The early Middle Ages saw the creation and adoption of the modern Welsh name for themselves, Cymry, a word descended from Common Brittonic combrogi, meaning "fellow-countrymen". It appears in Moliant Cadwallon (In Praise of Cadwallon), a poem written by Cadwallon ap Cadfan's bard Afan Ferddig c. 633, and probably came into use a self-description before the seventh century. Historically the word applies to both the Welsh and the Brythonic-speaking peoples of northern England and southern Scotland, the peoples of the Hen Ogledd, and emphasises a perception that the Welsh and the "Men of the North" were one people, exclusive of all others. Universal acceptance of the term as the preferred written one came slowly in Wales, eventually supplanting the earlier Brython or Brittones. The term was not applied to the Cornish people or the Bretons, who share a similar heritage, culture and language with the Welsh and the Men of the North. Rhys adds that the Bretons sometimes give the simple brô the sense of compatriot.

All of the Cymry shared a similar language, culture and heritage. Their histories are stories of warrior kings waging war, and they are intertwined in a way that is independent of physical location, in no way dissimilar to the way that the histories of neighboring Gwynedd and Powys are intertwined. Kings of Gwynedd campaigned against Brythonic opponents in the north.
Sometimes the kings of different kingdoms acted in concert, as is told in the literary Y Gododdin. Much of the early Welsh poetry and literature was written in the Old North by northern Cymry.

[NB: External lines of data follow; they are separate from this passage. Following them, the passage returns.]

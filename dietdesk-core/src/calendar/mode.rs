use serde::{Deserialize, Serialize};
use std::fmt;
use std::str::FromStr;

use crate::date_key::DateKey;

/// How a target set of days is picked. Exactly one is active at a time.
#[derive(Debug, Clone, Copy, PartialEq, Eq, Hash, Default, Serialize, Deserialize)]
#[serde(rename_all = "lowercase")]
pub enum AssignmentMode {
    /// The one day clicked.
    #[default]
    Single,
    /// Days toggled into a selection, then applied together.
    Multiple,
    /// Every day of the displayed month.
    Month,
    /// Every day between a start and end date, inclusive.
    Custom,
}

impl fmt::Display for AssignmentMode {
    fn fmt(&self, f: &mut fmt::Formatter<'_>) -> fmt::Result {
        match self {
            AssignmentMode::Single => write!(f, "single"),
            AssignmentMode::Multiple => write!(f, "multiple"),
            AssignmentMode::Month => write!(f, "month"),
            AssignmentMode::Custom => write!(f, "custom"),
        }
    }
}

impl FromStr for AssignmentMode {
    type Err = String;

    fn from_str(s: &str) -> Result<Self, Self::Err> {
        match s.to_lowercase().as_str() {
            "single" => Ok(AssignmentMode::Single),
            "multiple" => Ok(AssignmentMode::Multiple),
            "month" => Ok(AssignmentMode::Month),
            "custom" => Ok(AssignmentMode::Custom),
            _ => Err(format!(
                "Invalid mode '{}'. Valid options: single, multiple, month, custom",
                s
            )),
        }
    }
}

/// Whether calendar picks add plans to days or clear them ("delete mode").
#[derive(Debug, Clone, Copy, PartialEq, Eq, Default)]
pub enum Intent {
    #[default]
    Assign,
    Remove,
}

/// User input to resolve into target days. Each variant belongs to one mode.
#[derive(Debug, Clone, Copy, PartialEq, Eq)]
pub enum TargetRequest {
    Day(DateKey),
    Selection,
    DisplayedMonth,
    Range { start: DateKey, end: DateKey },
}

impl TargetRequest {
    pub fn mode(&self) -> AssignmentMode {
        match self {
            TargetRequest::Day(_) => AssignmentMode::Single,
            TargetRequest::Selection => AssignmentMode::Multiple,
            TargetRequest::DisplayedMonth => AssignmentMode::Month,
            TargetRequest::Range { .. } => AssignmentMode::Custom,
        }
    }
}
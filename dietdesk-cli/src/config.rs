use serde::{Deserialize, Serialize, Serializer};
use std::path::PathBuf;
use std::time::Duration;

use dietdesk_core::Session;

/// Source of a configuration value
#[derive(Debug, Clone, PartialEq, Serialize)]
#[serde(rename_all = "lowercase")]
pub enum ConfigSource {
    Default,
    File,
    Environment,
}

impl std::fmt::Display for ConfigSource {
    fn fmt(&self, f: &mut std::fmt::Formatter<'_>) -> std::fmt::Result {
        match self {
            ConfigSource::Default => write!(f, "default"),
            ConfigSource::File => write!(f, "file"),
            ConfigSource::Environment => write!(f, "environment"),
        }
    }
}

/// A configuration value with its source
#[derive(Debug, Clone, Serialize)]
pub struct ConfigValue<T> {
    pub value: T,
    pub source: ConfigSource,
}

impl<T> ConfigValue<T> {
    pub fn new(value: T, source: ConfigSource) -> Self {
        Self { value, source }
    }
}

pub const DEFAULT_API_URL: &str = "http://localhost:5000";
pub const DEFAULT_TIMEOUT_SECS: u64 = 30;
pub const DEFAULT_REFRESH_SECS: u64 = 60;

/// Application configuration with source tracking
#[derive(Debug, Clone, Serialize)]
pub struct Config {
    /// Base URL of the platform API
    pub api_url: ConfigValue<String>,
    /// Bearer token of the signed-in dietitian
    #[serde(serialize_with = "mask_token")]
    pub token: ConfigValue<Option<String>>,
    pub dietitian_id: ConfigValue<Option<String>>,
    pub dietitian_name: ConfigValue<String>,
    pub request_timeout_secs: ConfigValue<u64>,
    /// Period of `calendar watch` refreshes
    pub refresh_interval_secs: ConfigValue<u64>,
    /// Config file path used (if any)
    #[serde(skip_serializing_if = "Option::is_none")]
    pub config_file: Option<PathBuf>,
}

/// Internal struct for deserializing config file
#[derive(Debug, Deserialize, Default)]
#[serde(default)]
struct ConfigFile {
    api_url: Option<String>,
    token: Option<String>,
    dietitian_id: Option<String>,
    dietitian_name: Option<String>,
    request_timeout_secs: Option<u64>,
    refresh_interval_secs: Option<u64>,
}

impl Config {
    /// Load configuration with priority: env vars > config file > defaults
    pub fn load(config_path: Option<PathBuf>) -> Result<Self, ConfigError> {
        let mut api_url = ConfigValue::new(DEFAULT_API_URL.to_string(), ConfigSource::Default);
        let mut token = ConfigValue::new(None, ConfigSource::Default);
        let mut dietitian_id = ConfigValue::new(None, ConfigSource::Default);
        let mut dietitian_name = ConfigValue::new("Dietitian".to_string(), ConfigSource::Default);
        let mut request_timeout_secs = ConfigValue::new(DEFAULT_TIMEOUT_SECS, ConfigSource::Default);
        let mut refresh_interval_secs =
            ConfigValue::new(DEFAULT_REFRESH_SECS, ConfigSource::Default);
        let mut config_file = None;

        let path = config_path.unwrap_or_else(Self::default_config_path);
        if path.exists() {
            let contents = std::fs::read_to_string(&path)
                .map_err(|e| ConfigError::ReadError(path.clone(), e))?;
            let file_config: ConfigFile = serde_yaml::from_str(&contents)
                .map_err(|e| ConfigError::ParseError(path.clone(), e))?;

            config_file = Some(path.clone());

            if let Some(url) = file_config.api_url {
                api_url = ConfigValue::new(url, ConfigSource::File);
            }
            if let Some(t) = file_config.token {
                token = ConfigValue::new(Some(t), ConfigSource::File);
            }
            if let Some(id) = file_config.dietitian_id {
                dietitian_id = ConfigValue::new(Some(id), ConfigSource::File);
            }
            if let Some(name) = file_config.dietitian_name {
                dietitian_name = ConfigValue::new(name, ConfigSource::File);
            }
            if let Some(secs) = file_config.request_timeout_secs {
                request_timeout_secs = ConfigValue::new(secs, ConfigSource::File);
            }
            if let Some(secs) = file_config.refresh_interval_secs {
                refresh_interval_secs = ConfigValue::new(secs, ConfigSource::File);
            }
        }

        if let Ok(url) = std::env::var("DIETDESK_API_URL") {
            api_url = ConfigValue::new(url, ConfigSource::Environment);
        }
        if let Ok(t) = std::env::var("DIETDESK_TOKEN") {
            token = ConfigValue::new(Some(t), ConfigSource::Environment);
        }
        if let Ok(id) = std::env::var("DIETDESK_DIETITIAN_ID") {
            dietitian_id = ConfigValue::new(Some(id), ConfigSource::Environment);
        }

        Ok(Self {
            api_url,
            token,
            dietitian_id,
            dietitian_name,
            request_timeout_secs,
            refresh_interval_secs,
            config_file,
        })
    }

    /// Builds the dietitian session the commands act under.
    pub fn session(&self) -> Result<Session, ConfigError> {
        let token = self
            .token
            .value
            .as_deref()
            .filter(|t| !t.is_empty())
            .ok_or(ConfigError::Missing("token"))?;
        let id = self
            .dietitian_id
            .value
            .as_deref()
            .filter(|id| !id.is_empty())
            .ok_or(ConfigError::Missing("dietitian_id"))?;
        Ok(Session::dietitian(
            self.api_url.value.as_str(),
            token,
            id,
            self.dietitian_name.value.as_str(),
        ))
    }

    pub fn request_timeout(&self) -> Duration {
        Duration::from_secs(self.request_timeout_secs.value)
    }

    pub fn refresh_interval(&self) -> Duration {
        Duration::from_secs(self.refresh_interval_secs.value.max(1))
    }

    /// Default config directory (platform-specific):
    /// - Linux: ~/.config/dietdesk/
    /// - macOS: ~/Library/Application Support/dietdesk/
    /// - Windows: %APPDATA%/dietdesk/
    pub fn default_config_dir() -> PathBuf {
        dirs::config_dir()
            .unwrap_or_else(|| PathBuf::from("."))
            .join("dietdesk")
    }

    /// Default config file path (platform-specific config dir + config.yaml)
    pub fn default_config_path() -> PathBuf {
        Self::default_config_dir().join("config.yaml")
    }
}

fn mask_token<S: Serializer>(
    token: &ConfigValue<Option<String>>,
    serializer: S,
) -> Result<S::Ok, S::Error> {
    let masked = ConfigValue::new(token.value.as_ref().map(|_| "****"), token.source.clone());
    masked.serialize(serializer)
}

#[derive(Debug)]
pub enum ConfigError {
    ReadError(PathBuf, std::io::Error),
    ParseError(PathBuf, serde_yaml::Error),
    Missing(&'static str),
}

impl std::fmt::Display for ConfigError {
    fn fmt(&self, f: &mut std::fmt::Formatter<'_>) -> std::fmt::Result {
        match self {
            ConfigError::ReadError(path, e) => {
                write!(f, "Failed to read config file '{}': {}", path.display(), e)
            }
            ConfigError::ParseError(path, e) => {
                write!(f, "Failed to parse config file '{}': {}", path.display(), e)
            }
            ConfigError::Missing(key) => write!(
                f,
                "'{}' is not configured. Set it in the config file or via DIETDESK_{}",
                key,
                key.to_uppercase()
            ),
        }
    }
}

impl std::error::Error for ConfigError {}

All of the northern kingdoms and people were eventually absorbed into the kingdoms of England and Scotland, and their histories are now mostly a footnote in the histories of those later kingdoms, though vestiges of the Cymry past are occasionally visible. In Scotland the fragmentary remains of the Laws of the Bretts and Scotts show Brythonic influence, and some of these were copied into the Regiam Majestatem, the oldest surviving written digest of Scots law, where can be found the 'galnes' (galanas) that is familiar to Welsh law.